Mar 27, 2026 —

This weekend is the second and final Maple Weekend of the year. Farms and sugarhouses across New York State are offering tours and tastings, including many in the North Country. Find a list of participating producers at MapleWeekend.com.

Adam Wild is the director of Cornell University’s Uihlein Maple Research Forest in Lake Placid and spoke with Emily Russell about what’s on tap for this Maple Weekend, which is Saturday and Sunday from 10 am until 4 pm. 

Emily RussellWhat’s on tap for the final Maple Weekend in the North Country

Adam Wild is the director of Cornell University's Uihlein Maple Research Forest in Lake Placid. Photo: Emily Russell

Adam Wild is the director of Cornell University’s Uihlein Maple Research Forest in Lake Placid. Photo: Emily Russell

ADAM WILD: Some of them do a pancake breakfast, which is always fun, some of them have different types of treats and maple candies, and other things. A lot of sugar houses will probably be boiling, which is always fun to come get a fresh sample of maple syrup and see the evaporator running and how maple syrup’s actually made.

EMILY RUSSELL: What can people expect to see here in Lake Placid when they come during Maple Weekend? What’s on the schedule? 

WILD: We do guided tours from 10 am until 4 pm on both days. So we have our own staff, plus some volunteers who come in, and we’ll do guided tours looking at how we collect the sap and talk about what weather is needed for sap flow, the mechanisms for sap flow, to collecting the sap and processing it down into finished maple syrup.

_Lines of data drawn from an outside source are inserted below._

//! Run pipeline
//!
//! Stages run strictly in sequence; each one takes its inputs explicitly
//! and returns its outputs, so nothing but the intermediate store and the
//! date key map crosses a stage boundary.
//!
//!   1. extract-ratings       source files -> intermediate store
//!   2. read-titles           title file -> dim_movie
//!   3. build-date-dimension  store -> dim_date + date key map
//!   4. build-user-dimension  store -> dim_user
//!   5. assemble-facts        store + key map -> fact_rating
//!   6. finalize              manifest, intermediate store removed

use crate::config::PipelineConfig;
use crate::dates::build_date_dimension;
use crate::error::{EtlError, Result, Stage};
use crate::facts::FactAssembler;
use crate::model::{DateRow, MovieRow, UserRow};
use crate::ratings::extract_ratings;
use crate::store::IntermediateStore;
use crate::titles::read_titles;
use crate::users::build_user_dimension;
use crate::writer::{write_table, Manifest};
use std::collections::HashSet;
use std::fs;
use std::path::PathBuf;
use tracing::{info, warn};

pub const VERIFY_DIR: &str = ".verify";

#[derive(Debug, Clone)]
pub struct RunSummary {
    pub manifest: Manifest,
    pub manifest_path: PathBuf,
    pub records_extracted: u64,
    pub unparseable_dates: usize,
    pub dropped_unresolved: u64,
    pub orphan_movies: u64,
    pub cap_reached: bool,
}

fn stage<T>(stage: Stage, work: impl FnOnce() -> Result<T>) -> Result<T> {
    info!(stage = %stage, "Stage started");
    work().map_err(|e| e.in_stage(stage))
}

pub fn run(config: &PipelineConfig) -> Result<RunSummary> {
    config.validate()?;
    fs::create_dir_all(&config.output_dir)
        .map_err(|e| EtlError::io(&config.output_dir, e).in_stage(Stage::ExtractRatings))?;
    retire_manifest(config).map_err(|e| e.in_stage(Stage::ExtractRatings))?;
    let store = IntermediateStore::create(&config.scratch_dir)
        .map_err(|e| e.in_stage(Stage::ExtractRatings))?;

    match run_stages(config, &store) {
        Ok(summary) => {
            store.discard().map_err(|e| e.in_stage(Stage::Finalize))?;
            info!(
                manifest = %summary.manifest_path.display(),
                "Warehouse run complete"
            );
            Ok(summary)
        }
        Err(err) => {
            if let Err(cleanup) = store.discard() {
                warn!(error = %cleanup, "Could not remove intermediate store");
            }
            Err(err)
        }
    }
}

/// Tables are replaced one by one during a run, so the previous manifest
/// stops describing the output directory as soon as the first one lands.
fn retire_manifest(config: &PipelineConfig) -> Result<()> {
    let path = config.manifest_path();
    match fs::remove_file(&path) {
        Ok(()) => {
            info!(manifest = %path.display(), "Previous manifest removed");
            Ok(())
        }
        Err(e) if e.kind() == std::io::ErrorKind::NotFound => Ok(()),
        Err(e) => Err(EtlError::io(&path, e)),
    }
}

fn run_stages(config: &PipelineConfig, store: &IntermediateStore) -> Result<RunSummary> {
    let out = config.output_dir.as_path();

    let parsed = stage(Stage::ExtractRatings, || {
        extract_ratings(
            &config.ratings_files,
            store,
            config.row_cap,
            config.chunk_size,
            config.source_encoding,
        )
    })?;

    let (movie_artifact, known_movies) = stage(Stage::ReadTitles, || {
        let movies = read_titles(&config.titles_file, config.source_encoding)?;
        let ids: HashSet<i64> = movies.iter().map(|m| m.movie_id).collect();
        Ok((write_table::<MovieRow>(out, &movies)?, ids))
    })?;

    let (date_artifact, dates) = stage(Stage::BuildDateDimension, || {
        let dates = build_date_dimension(store)?;
        Ok((write_table::<DateRow>(out, &dates.rows)?, dates))
    })?;

    let user_artifact = stage(Stage::BuildUserDimension, || {
        let users = build_user_dimension(store)?;
        write_table::<UserRow>(out, &users)
    })?;

    let facts = stage(Stage::AssembleFacts, || {
        FactAssembler::new(&dates.keys, config.row_cap, config.chunk_size)
            .with_known_movies(&known_movies)
            .assemble(store, out)
    })?;

    stage(Stage::Finalize, || {
        let manifest = Manifest {
            tables: vec![
                movie_artifact,
                user_artifact,
                date_artifact,
                facts.artifact.clone(),
            ],
            row_cap: config.row_cap,
            cap_reached: parsed.cap_reached() || facts.cap_reached(),
        };
        let manifest_path = manifest.write(out)?;
        Ok(RunSummary {
            manifest,
            manifest_path,
            records_extracted: parsed.records_emitted,
            unparseable_dates: dates.unparseable,
            dropped_unresolved: facts.dropped_unresolved,
            orphan_movies: facts.orphan_movies,
            cap_reached: parsed.cap_reached() || facts.cap_reached(),
        })
    })
}

/// Describe every difference between two manifests; empty means identical
pub fn compare_manifests(expected: &Manifest, actual: &Manifest) -> Vec<String> {
    let mut mismatches = Vec::new();

    if expected.row_cap != actual.row_cap {
        mismatches.push(format!(
            "row cap: expected {:?}, got {:?}",
            expected.row_cap, actual.row_cap
        ));
    }
    if expected.cap_reached != actual.cap_reached {
        mismatches.push(format!(
            "cap reached: expected {}, got {}",
            expected.cap_reached, actual.cap_reached
        ));
    }

    for table in &expected.tables {
        match actual.table(&table.name) {
            None => mismatches.push(format!("{}: missing from new run", table.name)),
            Some(other) => {
                if other.rows != table.rows {
                    mismatches.push(format!(
                        "{}: expected {} rows, got {}",
                        table.name, table.rows, other.rows
                    ));
                }
                if other.sha256 != table.sha256 {
                    mismatches.push(format!(
                        "{}: content hash differs ({} vs {})",
                        table.name, table.sha256, other.sha256
                    ));
                }
            }
        }
    }
    for table in &actual.tables {
        if expected.table(&table.name).is_none() {
            mismatches.push(format!("{}: not in existing manifest", table.name));
        }
    }

    mismatches
}

/// Re-run into a scratch output directory and compare against the
/// existing manifest. Returns the list of mismatches.
pub fn verify(config: &PipelineConfig) -> Result<Vec<String>> {
    let existing = Manifest::read(&config.manifest_path())?;

    let verify_dir = config.output_dir.join(VERIFY_DIR);
    let mut fresh_config = config.clone();
    fresh_config.output_dir = verify_dir.clone();
    fresh_config.scratch_dir = verify_dir.clone();

    let result = run(&fresh_config);
    if let Err(e) = fs::remove_dir_all(&verify_dir) {
        warn!(dir = %verify_dir.display(), error = %e, "Could not remove verification output");
    }
    let fresh = result?;

    Ok(compare_manifests(&existing, &fresh.manifest))
}

#[cfg(test)]
mod tests {
    use super::*;
    use crate::writer::TableArtifact;

    fn artifact(name: &str, rows: u64, sha: &str) -> TableArtifact {
        TableArtifact {
            name: name.to_string(),
            file: format!("{}.csv", name),
            rows,
            sha256: sha.to_string(),
        }
    }

    fn manifest(tables: Vec<TableArtifact>) -> Manifest {
        Manifest {
            tables,
            row_cap: Some(100),
            cap_reached: false,
        }
    }

    #[test]
    fn test_compare_identical() {
        let a = manifest(vec![artifact("dim_user", 2, "sha256:aa")]);
        assert!(compare_manifests(&a, &a.clone()).is_empty());
    }

    #[test]
    fn test_compare_detects_hash_and_count() {
        let a = manifest(vec![artifact("dim_user", 2, "sha256:aa")]);
        let b = manifest(vec![artifact("dim_user", 3, "sha256:bb")]);
        let diffs = compare_manifests(&a, &b);
        assert_eq!(diffs.len(), 2);
        assert!(diffs[0].contains("expected 2 rows, got 3"));
    }

    #[test]
    fn test_compare_detects_missing_and_extra_tables() {
        let a = manifest(vec![artifact("dim_user", 2, "x")]);
        let b = manifest(vec![artifact("dim_date", 2, "x")]);
        let diffs = compare_manifests(&a, &b);
        assert!(diffs.iter().any(|d| d.contains("dim_user: missing")));
        assert!(diffs.iter().any(|d| d.contains("dim_date: not in existing")));
    }

    #[test]
    fn test_stage_wraps_error() {
        let err = stage::<()>(Stage::ReadTitles, || Err(EtlError::Config("x".to_string())))
            .unwrap_err();
        assert_eq!(err.stage(), Some(Stage::ReadTitles));
    }
}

A plume of maple steam rises from Cornell University's Uihlein Maple Research Forest, near Lake Placid. Photo: Adam Wild

A plume of maple steam rises from Cornell University’s Uihlein Maple Research Forest, near Lake Placid. Photo: Adam Wild

We’ll hopefully be running the evaporators and making maple syrup that day so you can have fresh samples and see that whole production, but within that seeing the whole production, trying to look at all the equipment that’s involved and the technology that is involved and how the maple industry has evolved over the years to try to make it a little bit more efficient for producers. Also, if people are just backyarders, we like to talk to those people as well. If they have questions, they’ll learn about maple production, even do it on a small scale.

In addition to the tours, we do tastings of different grades of maple syrup. We make birch syrup, and we like to do a tasting of that as well. We will also probably be doing sugar on snow, which is always a fun treat, too, if you’ve never had sugar on snow, that’s always great to have. The kids especially enjoy that. 

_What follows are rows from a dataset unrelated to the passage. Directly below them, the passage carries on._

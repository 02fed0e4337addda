//! Line-oriented reading of source files
//!
//! Lines are decoded as UTF-8 when valid and with a legacy single-byte
//! encoding otherwise, so a file mixing both still reads cleanly.

use crate::error::{EtlError, Result};
use encoding_rs::Encoding;
use std::borrow::Cow;
use std::fs::File;
use std::io::{BufRead, BufReader};
use std::path::{Path, PathBuf};

const UTF8_BOM: &[u8] = b"\xEF\xBB\xBF";
const READ_BUFFER_BYTES: usize = 1 << 20;

pub struct LineReader<R> {
    inner: R,
    path: PathBuf,
    encoding: &'static Encoding,
    buf: Vec<u8>,
    line_no: u64,
}

impl LineReader<BufReader<File>> {
    pub fn open(path: &Path, encoding: &'static Encoding) -> Result<Self> {
        let file = File::open(path).map_err(|source| EtlError::Open {
            path: path.to_path_buf(),
            source,
        })?;
        Ok(Self::new(
            BufReader::with_capacity(READ_BUFFER_BYTES, file),
            path,
            encoding,
        ))
    }
}

impl<R: BufRead> LineReader<R> {
    pub fn new(inner: R, path: &Path, encoding: &'static Encoding) -> Self {
        Self {
            inner,
            path: path.to_path_buf(),
            encoding,
            buf: Vec::with_capacity(256),
            line_no: 0,
        }
    }

    /// Next line without its terminator, with its 1-based line number
    pub fn next_line(&mut self) -> Result<Option<(u64, Cow<'_, str>)>> {
        self.buf.clear();
        let read = self
            .inner
            .read_until(b'\n', &mut self.buf)
            .map_err(|e| EtlError::io(&self.path, e))?;
        if read == 0 {
            return Ok(None);
        }
        self.line_no += 1;

        let mut bytes: &[u8] = &self.buf;
        if self.line_no == 1 {
            bytes = bytes.strip_prefix(UTF8_BOM).unwrap_or(bytes);
        }
        if let Some(rest) = bytes.strip_suffix(b"\n") {
            bytes = rest;
        }
        if let Some(rest) = bytes.strip_suffix(b"\r") {
            bytes = rest;
        }

        Ok(Some((self.line_no, decode(bytes, self.encoding))))
    }
}

pub fn decode<'a>(bytes: &'a [u8], fallback: &'static Encoding) -> Cow<'a, str> {
    match std::str::from_utf8(bytes) {
        Ok(text) => Cow::Borrowed(text),
        Err(_) => fallback.decode_without_bom_handling(bytes).0,
    }
}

RUSSELL: It’s like a little snow cone but with maple syrup. Is that right?

WILD: It’s kind of like a maple lollipop. We cook maple syrup so it’s a little bit thicker, and then we pour it onto packed snow or shaved ice. We usually use shaved ice, so it’s a little more food-safe. So we pack it out into a trough, and then you take a popsicle stick and push it in one end, and then you roll it up so you get some chunks of the icy snow on the outside and then you have this kind of gooey maple lollipop, which is really delicious.

RUSSELL: I wonder if there’s something that people are always surprised to learn about maple sugaring when they come to these weekends. Like, is there something that people are always like, “Oh my god, I didn’t know that this is how you did X Y or Z”?

WILD: I think the amount of work that it takes, everybody’s always surprised by how much work is involved in actually making maple syrup, and the time that it takes. Sometimes I think people are surprised by the scale and the technology that is involved now. I think when people envision maple syrup production, they think about people in flannel shirts just sitting around a wood stove with a few buckets of sap that they collected and making some maple syrup. And there are people still doing that, and that’s a great aspect. I encourage families to tap a tree in their backyard and make maple syrup. But I think when it comes to the commercial scale, people are surprised by the size of the tanks.

When you look at our big collection tanks, I think they’re just surprised at how big those are, and the reverse osmosis machines and all the technology like vacuum sensors that we have in the woods and different things that we can do right from our phone now. So, I’d encourage you to check out even more than one sugar house this weekend. Don’t just go to one, but check out two or three that might be near you or go for a little drive. It’s a good time of year to get out and visit different sugar houses and see how different ones do it. It’s always fun because everybody does it slightly differently.